(Problem to solve): In the entries below, find the lines with the word "cancelled" and copy them.

══════

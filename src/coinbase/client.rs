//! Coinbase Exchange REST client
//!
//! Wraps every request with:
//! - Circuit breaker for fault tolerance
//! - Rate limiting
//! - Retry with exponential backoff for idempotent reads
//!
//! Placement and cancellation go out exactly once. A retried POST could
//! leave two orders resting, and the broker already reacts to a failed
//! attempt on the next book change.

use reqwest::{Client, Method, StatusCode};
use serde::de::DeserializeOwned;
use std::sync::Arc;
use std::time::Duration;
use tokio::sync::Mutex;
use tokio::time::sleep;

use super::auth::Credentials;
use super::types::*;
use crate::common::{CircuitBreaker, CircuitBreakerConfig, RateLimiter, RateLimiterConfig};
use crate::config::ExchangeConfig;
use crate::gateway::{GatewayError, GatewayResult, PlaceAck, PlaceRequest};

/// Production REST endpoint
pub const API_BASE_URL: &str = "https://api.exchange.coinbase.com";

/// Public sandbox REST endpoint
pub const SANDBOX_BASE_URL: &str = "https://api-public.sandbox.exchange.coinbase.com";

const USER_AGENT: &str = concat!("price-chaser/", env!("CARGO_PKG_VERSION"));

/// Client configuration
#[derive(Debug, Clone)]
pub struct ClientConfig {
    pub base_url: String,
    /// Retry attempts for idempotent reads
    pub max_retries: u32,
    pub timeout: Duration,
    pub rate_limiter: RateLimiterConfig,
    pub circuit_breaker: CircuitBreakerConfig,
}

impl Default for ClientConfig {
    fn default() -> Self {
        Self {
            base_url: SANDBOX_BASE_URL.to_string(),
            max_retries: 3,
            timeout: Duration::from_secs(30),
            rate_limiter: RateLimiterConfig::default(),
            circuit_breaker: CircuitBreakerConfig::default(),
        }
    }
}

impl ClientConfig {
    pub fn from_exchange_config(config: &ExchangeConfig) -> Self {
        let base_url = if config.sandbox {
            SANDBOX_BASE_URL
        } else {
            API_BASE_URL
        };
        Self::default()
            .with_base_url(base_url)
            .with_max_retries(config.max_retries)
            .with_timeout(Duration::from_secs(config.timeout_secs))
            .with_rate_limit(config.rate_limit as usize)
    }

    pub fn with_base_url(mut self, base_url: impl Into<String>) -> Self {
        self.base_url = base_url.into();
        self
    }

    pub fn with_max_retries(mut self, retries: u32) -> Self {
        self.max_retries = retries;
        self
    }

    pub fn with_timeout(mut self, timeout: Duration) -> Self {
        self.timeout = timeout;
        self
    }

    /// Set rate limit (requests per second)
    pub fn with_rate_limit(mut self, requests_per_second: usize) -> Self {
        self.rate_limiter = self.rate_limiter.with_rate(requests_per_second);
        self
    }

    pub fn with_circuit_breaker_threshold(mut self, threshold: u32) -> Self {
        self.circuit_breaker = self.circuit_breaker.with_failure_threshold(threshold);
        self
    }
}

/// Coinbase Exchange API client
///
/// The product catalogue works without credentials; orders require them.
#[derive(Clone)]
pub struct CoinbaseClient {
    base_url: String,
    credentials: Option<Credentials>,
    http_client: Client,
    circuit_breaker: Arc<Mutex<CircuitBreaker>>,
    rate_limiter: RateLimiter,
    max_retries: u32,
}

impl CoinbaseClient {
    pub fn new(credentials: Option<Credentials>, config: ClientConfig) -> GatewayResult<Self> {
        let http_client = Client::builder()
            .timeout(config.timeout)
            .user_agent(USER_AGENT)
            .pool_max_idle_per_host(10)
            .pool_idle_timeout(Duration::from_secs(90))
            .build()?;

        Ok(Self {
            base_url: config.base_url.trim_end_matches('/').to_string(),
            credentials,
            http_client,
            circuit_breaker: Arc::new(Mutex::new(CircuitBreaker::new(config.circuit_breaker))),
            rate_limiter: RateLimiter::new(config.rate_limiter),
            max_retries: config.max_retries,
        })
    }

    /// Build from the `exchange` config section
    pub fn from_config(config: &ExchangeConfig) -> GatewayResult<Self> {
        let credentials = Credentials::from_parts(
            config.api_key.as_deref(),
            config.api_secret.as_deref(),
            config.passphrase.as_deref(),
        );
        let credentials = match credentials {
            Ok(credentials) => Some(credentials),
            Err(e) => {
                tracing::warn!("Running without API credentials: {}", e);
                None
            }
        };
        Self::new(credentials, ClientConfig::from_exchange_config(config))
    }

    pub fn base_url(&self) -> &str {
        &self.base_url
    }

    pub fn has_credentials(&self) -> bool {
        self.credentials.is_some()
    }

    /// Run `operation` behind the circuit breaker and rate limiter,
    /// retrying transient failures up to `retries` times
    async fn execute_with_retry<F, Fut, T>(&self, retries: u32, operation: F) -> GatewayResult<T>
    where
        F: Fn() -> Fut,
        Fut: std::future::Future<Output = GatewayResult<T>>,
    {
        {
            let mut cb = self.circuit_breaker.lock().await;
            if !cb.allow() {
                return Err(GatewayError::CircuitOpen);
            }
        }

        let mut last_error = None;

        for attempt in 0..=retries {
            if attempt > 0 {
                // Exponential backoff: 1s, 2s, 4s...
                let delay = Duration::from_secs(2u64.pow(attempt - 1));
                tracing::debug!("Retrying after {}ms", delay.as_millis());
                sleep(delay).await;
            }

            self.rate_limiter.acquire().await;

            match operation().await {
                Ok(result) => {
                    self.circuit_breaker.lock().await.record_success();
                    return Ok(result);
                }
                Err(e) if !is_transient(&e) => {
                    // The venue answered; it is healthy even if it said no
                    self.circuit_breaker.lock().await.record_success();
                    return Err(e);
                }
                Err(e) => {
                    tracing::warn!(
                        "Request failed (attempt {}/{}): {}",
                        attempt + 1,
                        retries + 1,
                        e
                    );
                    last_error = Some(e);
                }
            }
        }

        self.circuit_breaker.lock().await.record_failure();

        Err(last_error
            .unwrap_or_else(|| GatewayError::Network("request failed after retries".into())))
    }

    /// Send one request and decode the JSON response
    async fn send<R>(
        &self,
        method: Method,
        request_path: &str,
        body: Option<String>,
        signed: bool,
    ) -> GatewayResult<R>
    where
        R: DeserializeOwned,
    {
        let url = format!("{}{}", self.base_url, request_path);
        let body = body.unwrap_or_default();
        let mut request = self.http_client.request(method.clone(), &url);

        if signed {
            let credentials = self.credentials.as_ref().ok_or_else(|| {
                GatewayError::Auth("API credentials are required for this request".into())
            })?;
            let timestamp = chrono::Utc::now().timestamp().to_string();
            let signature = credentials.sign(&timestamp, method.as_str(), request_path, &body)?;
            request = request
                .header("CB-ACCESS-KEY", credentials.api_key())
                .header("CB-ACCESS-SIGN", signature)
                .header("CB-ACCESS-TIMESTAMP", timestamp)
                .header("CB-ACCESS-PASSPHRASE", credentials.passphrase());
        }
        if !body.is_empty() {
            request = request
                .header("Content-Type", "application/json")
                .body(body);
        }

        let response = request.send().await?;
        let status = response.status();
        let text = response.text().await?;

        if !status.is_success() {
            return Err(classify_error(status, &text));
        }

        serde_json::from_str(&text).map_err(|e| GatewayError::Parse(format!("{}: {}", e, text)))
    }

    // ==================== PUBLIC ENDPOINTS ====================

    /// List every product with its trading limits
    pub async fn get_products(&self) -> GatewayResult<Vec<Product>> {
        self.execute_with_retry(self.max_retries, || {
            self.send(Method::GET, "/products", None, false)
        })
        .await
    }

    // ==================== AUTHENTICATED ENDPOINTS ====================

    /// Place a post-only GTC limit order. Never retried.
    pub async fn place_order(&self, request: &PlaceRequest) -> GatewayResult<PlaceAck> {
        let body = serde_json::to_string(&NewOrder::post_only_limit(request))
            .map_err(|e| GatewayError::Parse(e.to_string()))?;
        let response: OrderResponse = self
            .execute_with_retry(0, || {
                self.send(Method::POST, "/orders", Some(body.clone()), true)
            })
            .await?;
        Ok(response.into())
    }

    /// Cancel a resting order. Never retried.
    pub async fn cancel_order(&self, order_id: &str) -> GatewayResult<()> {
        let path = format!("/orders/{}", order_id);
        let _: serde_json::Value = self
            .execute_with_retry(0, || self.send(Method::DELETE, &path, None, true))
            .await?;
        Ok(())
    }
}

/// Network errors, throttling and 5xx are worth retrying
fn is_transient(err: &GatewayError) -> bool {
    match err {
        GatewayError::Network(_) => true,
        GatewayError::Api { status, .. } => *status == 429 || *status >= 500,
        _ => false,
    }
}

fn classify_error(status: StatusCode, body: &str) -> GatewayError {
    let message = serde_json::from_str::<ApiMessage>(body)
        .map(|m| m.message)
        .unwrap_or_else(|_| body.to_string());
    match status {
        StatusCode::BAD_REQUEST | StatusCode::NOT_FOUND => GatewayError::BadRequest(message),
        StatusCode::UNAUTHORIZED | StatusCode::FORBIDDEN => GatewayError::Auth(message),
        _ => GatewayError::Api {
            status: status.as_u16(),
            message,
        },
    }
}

══════

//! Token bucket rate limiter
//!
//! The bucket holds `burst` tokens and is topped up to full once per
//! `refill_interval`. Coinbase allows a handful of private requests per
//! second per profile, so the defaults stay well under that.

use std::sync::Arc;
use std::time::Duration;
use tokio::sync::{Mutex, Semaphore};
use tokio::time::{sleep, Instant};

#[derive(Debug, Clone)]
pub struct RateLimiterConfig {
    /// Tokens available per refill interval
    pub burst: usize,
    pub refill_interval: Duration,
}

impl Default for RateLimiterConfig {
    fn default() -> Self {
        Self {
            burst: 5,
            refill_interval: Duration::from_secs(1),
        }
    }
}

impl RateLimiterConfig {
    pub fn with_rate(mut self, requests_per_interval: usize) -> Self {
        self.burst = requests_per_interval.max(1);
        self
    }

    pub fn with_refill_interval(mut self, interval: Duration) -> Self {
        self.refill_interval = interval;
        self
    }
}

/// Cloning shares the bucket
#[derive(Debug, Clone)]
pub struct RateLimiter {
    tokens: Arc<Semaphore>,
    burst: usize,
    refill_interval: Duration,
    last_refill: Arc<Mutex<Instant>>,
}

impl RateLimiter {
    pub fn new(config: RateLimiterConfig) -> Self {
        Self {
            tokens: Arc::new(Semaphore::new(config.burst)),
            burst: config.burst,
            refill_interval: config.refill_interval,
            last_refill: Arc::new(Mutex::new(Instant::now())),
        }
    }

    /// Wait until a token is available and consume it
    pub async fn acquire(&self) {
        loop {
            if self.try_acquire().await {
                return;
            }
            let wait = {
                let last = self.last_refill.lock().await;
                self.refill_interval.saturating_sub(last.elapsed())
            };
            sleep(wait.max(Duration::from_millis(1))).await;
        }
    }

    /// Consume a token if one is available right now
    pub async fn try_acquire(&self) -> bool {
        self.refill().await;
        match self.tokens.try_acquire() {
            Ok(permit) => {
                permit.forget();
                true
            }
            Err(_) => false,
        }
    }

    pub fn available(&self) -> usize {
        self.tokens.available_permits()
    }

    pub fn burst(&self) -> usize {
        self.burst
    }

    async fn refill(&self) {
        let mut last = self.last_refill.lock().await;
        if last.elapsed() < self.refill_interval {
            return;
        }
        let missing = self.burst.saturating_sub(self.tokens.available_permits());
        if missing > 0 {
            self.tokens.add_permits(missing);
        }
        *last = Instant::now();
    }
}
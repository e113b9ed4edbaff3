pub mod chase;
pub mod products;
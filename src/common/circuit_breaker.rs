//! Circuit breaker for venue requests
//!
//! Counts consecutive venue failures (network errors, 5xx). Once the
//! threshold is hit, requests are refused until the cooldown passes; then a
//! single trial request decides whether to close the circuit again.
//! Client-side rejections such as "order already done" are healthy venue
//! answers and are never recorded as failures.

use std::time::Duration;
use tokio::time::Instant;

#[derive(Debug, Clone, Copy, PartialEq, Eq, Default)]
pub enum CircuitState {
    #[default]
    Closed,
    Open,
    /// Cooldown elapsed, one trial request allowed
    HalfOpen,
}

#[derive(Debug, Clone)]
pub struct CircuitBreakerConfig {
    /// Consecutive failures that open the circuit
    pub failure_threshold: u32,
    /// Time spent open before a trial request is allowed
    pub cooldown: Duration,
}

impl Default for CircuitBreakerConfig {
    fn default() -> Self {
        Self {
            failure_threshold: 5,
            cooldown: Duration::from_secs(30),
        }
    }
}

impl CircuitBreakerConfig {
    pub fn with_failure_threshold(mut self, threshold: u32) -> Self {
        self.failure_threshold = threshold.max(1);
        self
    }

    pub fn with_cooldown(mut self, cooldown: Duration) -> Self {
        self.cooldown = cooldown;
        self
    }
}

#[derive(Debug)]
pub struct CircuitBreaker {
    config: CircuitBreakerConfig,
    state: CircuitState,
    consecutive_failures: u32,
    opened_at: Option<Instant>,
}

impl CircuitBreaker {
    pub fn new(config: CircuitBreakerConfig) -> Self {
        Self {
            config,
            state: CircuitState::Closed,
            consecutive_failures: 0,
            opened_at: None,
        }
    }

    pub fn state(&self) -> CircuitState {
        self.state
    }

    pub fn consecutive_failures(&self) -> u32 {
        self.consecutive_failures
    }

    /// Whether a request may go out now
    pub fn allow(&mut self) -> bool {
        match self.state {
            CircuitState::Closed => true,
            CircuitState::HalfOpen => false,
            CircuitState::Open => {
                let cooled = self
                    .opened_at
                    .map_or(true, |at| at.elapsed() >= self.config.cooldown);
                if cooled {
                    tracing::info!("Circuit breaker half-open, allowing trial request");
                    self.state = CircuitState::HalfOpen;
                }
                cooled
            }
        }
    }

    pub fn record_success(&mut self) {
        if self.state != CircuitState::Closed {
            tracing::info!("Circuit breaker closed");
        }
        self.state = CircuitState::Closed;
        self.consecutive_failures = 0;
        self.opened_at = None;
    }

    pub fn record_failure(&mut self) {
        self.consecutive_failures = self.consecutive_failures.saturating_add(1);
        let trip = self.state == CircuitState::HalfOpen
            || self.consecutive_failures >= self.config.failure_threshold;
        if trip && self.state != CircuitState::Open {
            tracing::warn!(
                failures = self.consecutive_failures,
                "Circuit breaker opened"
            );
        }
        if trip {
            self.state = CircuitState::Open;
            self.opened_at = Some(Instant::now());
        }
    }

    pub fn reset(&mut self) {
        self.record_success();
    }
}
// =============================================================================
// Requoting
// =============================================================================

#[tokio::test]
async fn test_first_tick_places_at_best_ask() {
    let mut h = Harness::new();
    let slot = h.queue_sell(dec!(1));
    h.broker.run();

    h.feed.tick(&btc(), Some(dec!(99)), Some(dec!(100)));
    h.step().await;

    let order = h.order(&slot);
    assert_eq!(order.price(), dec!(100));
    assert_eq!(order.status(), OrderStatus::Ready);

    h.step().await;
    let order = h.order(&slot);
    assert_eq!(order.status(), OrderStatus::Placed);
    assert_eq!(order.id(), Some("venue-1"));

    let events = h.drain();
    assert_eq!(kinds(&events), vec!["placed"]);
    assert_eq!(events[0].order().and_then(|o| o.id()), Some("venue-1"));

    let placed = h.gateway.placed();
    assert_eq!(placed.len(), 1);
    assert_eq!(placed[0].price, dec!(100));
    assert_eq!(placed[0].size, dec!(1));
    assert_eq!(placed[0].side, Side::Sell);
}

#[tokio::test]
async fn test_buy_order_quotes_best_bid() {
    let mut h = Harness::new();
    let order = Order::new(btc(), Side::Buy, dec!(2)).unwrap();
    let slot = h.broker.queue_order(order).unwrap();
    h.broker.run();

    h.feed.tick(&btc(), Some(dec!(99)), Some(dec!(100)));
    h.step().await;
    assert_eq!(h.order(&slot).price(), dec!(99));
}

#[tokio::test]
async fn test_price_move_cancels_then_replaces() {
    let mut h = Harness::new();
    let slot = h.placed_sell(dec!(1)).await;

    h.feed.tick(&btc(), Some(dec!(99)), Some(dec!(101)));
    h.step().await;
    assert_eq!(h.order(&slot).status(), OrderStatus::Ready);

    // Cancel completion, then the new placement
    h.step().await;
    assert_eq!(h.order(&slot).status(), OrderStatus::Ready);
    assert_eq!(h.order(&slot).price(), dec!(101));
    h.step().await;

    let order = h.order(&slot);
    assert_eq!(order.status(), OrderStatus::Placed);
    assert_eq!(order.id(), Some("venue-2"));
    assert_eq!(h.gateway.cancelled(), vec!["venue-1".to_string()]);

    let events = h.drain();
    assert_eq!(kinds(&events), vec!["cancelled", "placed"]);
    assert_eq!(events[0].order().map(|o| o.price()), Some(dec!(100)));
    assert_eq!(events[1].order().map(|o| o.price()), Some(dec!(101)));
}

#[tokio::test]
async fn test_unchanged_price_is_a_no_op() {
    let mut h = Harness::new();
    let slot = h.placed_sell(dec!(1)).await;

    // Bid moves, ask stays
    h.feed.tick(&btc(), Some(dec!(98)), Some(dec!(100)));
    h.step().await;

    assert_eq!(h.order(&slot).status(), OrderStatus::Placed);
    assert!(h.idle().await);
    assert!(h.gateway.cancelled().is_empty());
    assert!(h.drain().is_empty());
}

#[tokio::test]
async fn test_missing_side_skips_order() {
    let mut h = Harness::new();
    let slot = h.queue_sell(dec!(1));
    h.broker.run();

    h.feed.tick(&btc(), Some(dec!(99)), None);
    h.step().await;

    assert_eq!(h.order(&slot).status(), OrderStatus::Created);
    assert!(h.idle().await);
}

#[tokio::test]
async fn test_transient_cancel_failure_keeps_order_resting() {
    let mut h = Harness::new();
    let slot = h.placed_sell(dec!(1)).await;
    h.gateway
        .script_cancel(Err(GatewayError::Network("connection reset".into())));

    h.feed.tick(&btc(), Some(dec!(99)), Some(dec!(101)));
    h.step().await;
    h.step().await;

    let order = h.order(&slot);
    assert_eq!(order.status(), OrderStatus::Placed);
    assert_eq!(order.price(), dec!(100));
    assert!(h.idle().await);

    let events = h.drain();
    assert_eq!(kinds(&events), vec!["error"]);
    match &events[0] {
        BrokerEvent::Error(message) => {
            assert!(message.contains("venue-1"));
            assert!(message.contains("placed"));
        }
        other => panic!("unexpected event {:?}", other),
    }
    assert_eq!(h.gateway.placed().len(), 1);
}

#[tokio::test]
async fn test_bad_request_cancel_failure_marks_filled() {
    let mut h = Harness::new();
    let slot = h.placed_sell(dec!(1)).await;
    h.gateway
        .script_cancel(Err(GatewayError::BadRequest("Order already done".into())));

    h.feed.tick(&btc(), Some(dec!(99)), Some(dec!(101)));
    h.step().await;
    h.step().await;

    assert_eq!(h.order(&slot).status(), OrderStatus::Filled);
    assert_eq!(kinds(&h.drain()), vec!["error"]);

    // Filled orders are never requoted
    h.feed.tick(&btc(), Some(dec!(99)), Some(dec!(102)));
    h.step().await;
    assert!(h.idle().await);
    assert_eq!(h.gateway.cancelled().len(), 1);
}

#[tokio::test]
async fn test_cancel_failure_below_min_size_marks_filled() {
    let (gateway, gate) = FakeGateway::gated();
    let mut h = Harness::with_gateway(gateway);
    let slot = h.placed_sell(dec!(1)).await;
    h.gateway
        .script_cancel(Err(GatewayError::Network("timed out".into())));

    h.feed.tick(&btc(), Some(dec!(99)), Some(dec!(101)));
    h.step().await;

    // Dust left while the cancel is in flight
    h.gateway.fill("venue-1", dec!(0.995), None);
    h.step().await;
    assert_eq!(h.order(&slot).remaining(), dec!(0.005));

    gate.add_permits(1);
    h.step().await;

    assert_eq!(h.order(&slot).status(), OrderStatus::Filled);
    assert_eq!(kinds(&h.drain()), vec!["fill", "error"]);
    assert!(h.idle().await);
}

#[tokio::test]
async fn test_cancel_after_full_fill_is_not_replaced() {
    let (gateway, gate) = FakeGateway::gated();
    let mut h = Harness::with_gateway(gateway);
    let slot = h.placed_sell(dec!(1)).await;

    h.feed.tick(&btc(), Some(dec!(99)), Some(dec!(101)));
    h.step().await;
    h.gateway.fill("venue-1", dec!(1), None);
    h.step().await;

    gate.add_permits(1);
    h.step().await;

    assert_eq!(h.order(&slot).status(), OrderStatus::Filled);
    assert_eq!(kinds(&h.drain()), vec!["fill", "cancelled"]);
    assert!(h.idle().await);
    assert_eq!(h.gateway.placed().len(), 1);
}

══════

(Output below):
    assert_eq!(h.gateway.cancelled(), vec!["venue-1".to_string()]);
    assert_eq!(kinds(&events), vec!["cancelled", "placed"]);
    assert!(h.gateway.cancelled().is_empty());
    assert_eq!(h.gateway.cancelled().len(), 1);
    assert_eq!(kinds(&h.drain()), vec!["fill", "cancelled"]);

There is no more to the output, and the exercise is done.